LOS ANGELES: A homeless man who randomly stabbed a patron in a crowded Southern California restaurant to death as he was holding his daughter was reported just a few hours earlier for disruptive behavior, but police ultimately determined he was not a threat, authorities said Saturday.
Jamal Jackson, 49, is facing a first-degree murder charge in the death of 35-year-old Anthony Mele. He was being held in Ventura County jail on a $1.5 million bail. It was unclear if Jackson, who is also a convicted felon, had an attorney to speak on his behalf.
Mele and his wife were eating dinner with their 5-year-old daughter Wednesday at Aloha Steakhouse in the seaside city of Ventura. The girl was sitting on her father’s lap when prosecutors say Jackson walked up and stabbed Mele in the neck.
Prosecutor Richard Simon said customers and a restaurant employee followed Jackson out of the restaurant, even though he still had the knife. They kept track of him until Ventura police arrived and arrested him.
Mele was taken to a hospital and died Thursday after being taken off life support.
“It’s horrible,” Simon said. “You don’t think you’re going to be killed when you go out to dinner at a nice restaurant with your family and you didn’t do anything.”
Simon said the two men had not interacted before the attack.
“He was just sitting there with his daughter in his lap,” Simon said. “You’re not supposed to die that way.”
Mele’s loved ones started a GoFundMe page to help raise money for a funeral and to support his wife and daughter.
Mele’s Facebook page was filled with photos of his daughter and said he was a manager at an AT&T store.
Police confirmed that a bystander reported a man — who turned out to be Jackson — for disruptive behavior several hours before the stabbing.
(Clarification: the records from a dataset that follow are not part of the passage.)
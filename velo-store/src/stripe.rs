use async_trait::async_trait;
use reqwest::Client;
use serde::Deserialize;
use tracing::debug;
use velo_core::payment::{ChargeRequest, CheckoutSession, PaymentAdapter, PaymentHandle};

use crate::app_config::StripeConfig;

const DEFAULT_API_BASE: &str = "https://api.stripe.com";

#[derive(Debug, Deserialize)]
struct IntentResponse {
    id: String,
    client_secret: Option<String>,
    amount: i64,
    currency: String,
}

#[derive(Debug, Deserialize)]
struct SessionResponse {
    id: String,
    url: Option<String>,
    payment_status: Option<String>,
    payment_intent: Option<String>,
}

#[derive(Debug, Deserialize)]
struct ErrorBody {
    error: ErrorDetail,
}

#[derive(Debug, Deserialize)]
struct ErrorDetail {
    message: Option<String>,
}

/// Stripe processor adapter over its form-encoded REST API.
pub struct StripeAdapter {
    client: Client,
    secret_key: String,
    api_base: String,
    success_url: String,
    cancel_url: String,
    reference_prefix: String,
}

impl StripeAdapter {
    pub fn new(config: &StripeConfig, reference_prefix: impl Into<String>) -> Self {
        Self {
            client: Client::new(),
            secret_key: config.secret_key.clone(),
            api_base: config
                .api_base
                .clone()
                .unwrap_or_else(|| DEFAULT_API_BASE.to_string())
                .trim_end_matches('/')
                .to_string(),
            success_url: config.success_url.clone(),
            cancel_url: config.cancel_url.clone(),
            reference_prefix: reference_prefix.into(),
        }
    }

    fn metadata(charge: &ChargeRequest) -> Vec<(&'static str, String)> {
        vec![
            ("metadata[booking_id]", charge.booking_id.to_string()),
            ("metadata[ride_id]", charge.ride_id.to_string()),
        ]
    }

    async fn read<T: serde::de::DeserializeOwned>(
        response: reqwest::Response,
    ) -> Result<T, Box<dyn std::error::Error + Send + Sync>> {
        let status = response.status();
        if status.is_success() {
            return Ok(response.json::<T>().await?);
        }

        let message = response
            .json::<ErrorBody>()
            .await
            .ok()
            .and_then(|body| body.error.message)
            .unwrap_or_else(|| "no error message".to_string());
        Err(format!("Stripe returned {}: {}", status, message).into())
    }
}

#[async_trait]
impl PaymentAdapter for StripeAdapter {
    fn reference_prefix(&self) -> &str {
        &self.reference_prefix
    }

    async fn create_intent(
        &self,
        charge: &ChargeRequest,
    ) -> Result<PaymentHandle, Box<dyn std::error::Error + Send + Sync>> {
        let mut form = vec![
            ("amount", charge.amount_minor.to_string()),
            ("currency", charge.currency.clone()),
            ("description", charge.description.clone()),
            ("automatic_payment_methods[enabled]", "true".to_string()),
        ];
        form.extend(Self::metadata(charge));

        let response = self
            .client
            .post(format!("{}/v1/payment_intents", self.api_base))
            .bearer_auth(&self.secret_key)
            .form(&form)
            .send()
            .await?;
        let intent: IntentResponse = Self::read(response).await?;
        debug!(intent_id = %intent.id, "Stripe payment intent created");

        Ok(PaymentHandle {
            intent_id: intent.id,
            client_secret: intent.client_secret,
            amount_minor: intent.amount,
            currency: intent.currency,
        })
    }

    async fn create_checkout_session(
        &self,
        charge: &ChargeRequest,
    ) -> Result<CheckoutSession, Box<dyn std::error::Error + Send + Sync>> {
        let mut form = vec![
            ("mode", "payment".to_string()),
            ("success_url", self.success_url.clone()),
            ("cancel_url", self.cancel_url.clone()),
            ("client_reference_id", charge.booking_id.to_string()),
            ("line_items[0][quantity]", "1".to_string()),
            ("line_items[0][price_data][currency]", charge.currency.clone()),
            ("line_items[0][price_data][unit_amount]", charge.amount_minor.to_string()),
            ("line_items[0][price_data][product_data][name]", charge.description.clone()),
        ];
        form.extend(Self::metadata(charge));

        let response = self
            .client
            .post(format!("{}/v1/checkout/sessions", self.api_base))
            .bearer_auth(&self.secret_key)
            .form(&form)
            .send()
            .await?;
        let session: SessionResponse = Self::read(response).await?;

        let url = session.url.ok_or("Stripe checkout session has no url")?;
        Ok(CheckoutSession {
            session_id: session.id,
            url,
        })
    }

    async fn session_payment_reference(
        &self,
        session_id: &str,
    ) -> Result<Option<String>, Box<dyn std::error::Error + Send + Sync>> {
        let response = self
            .client
            .get(format!("{}/v1/checkout/sessions/{}", self.api_base, session_id))
            .bearer_auth(&self.secret_key)
            .send()
            .await?;
        let session: SessionResponse = Self::read(response).await?;

        if session.payment_status.as_deref() != Some("paid") {
            return Ok(None);
        }
        Ok(session.payment_intent)
    }
}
According to the bystander, a man was yelling on the promenade not far from the beachside restaurant about three hours before the attack.
Patrol officers were out on other calls so command center staff monitored the man via a pier security camera system for more than 20 minutes before deciding he didn’t seem to be a threat, police said.
Police are asking anyone who spoke with Jackson during that time to contact investigators in the city 70 miles (113 kilometers) northwest of Los Angeles.
Jackson also had half a dozen contacts with police in Ventura since the beginning of the year, including an arrest after a physical fight at a park, said Commander Tom Higgins.
He was also stopped on March 31 after a passer-by reported he was brandishing a knife. Police searched his bag and found a knife but there was no victim so no charge was filed, Higgins said.
Jackson has a lengthy rap sheet including charges in San Bernardino County, Higgins said, as well as convictions for burglary and unlawful sexual intercourse dating back to the 1990s.
The killing prompted the Ventura City Council to increase police patrols in the area and add staff members to monitor security cameras, among other measures.
“We are extremely disheartened and infuriated by this criminal attack,” Mayor Neal Andrews said in a statement. “We will not tolerate this in our community. Nothing is more important than the safety of our visitors, residents and businesses.”
If convicted, Jackson faces up to 55 years in prison.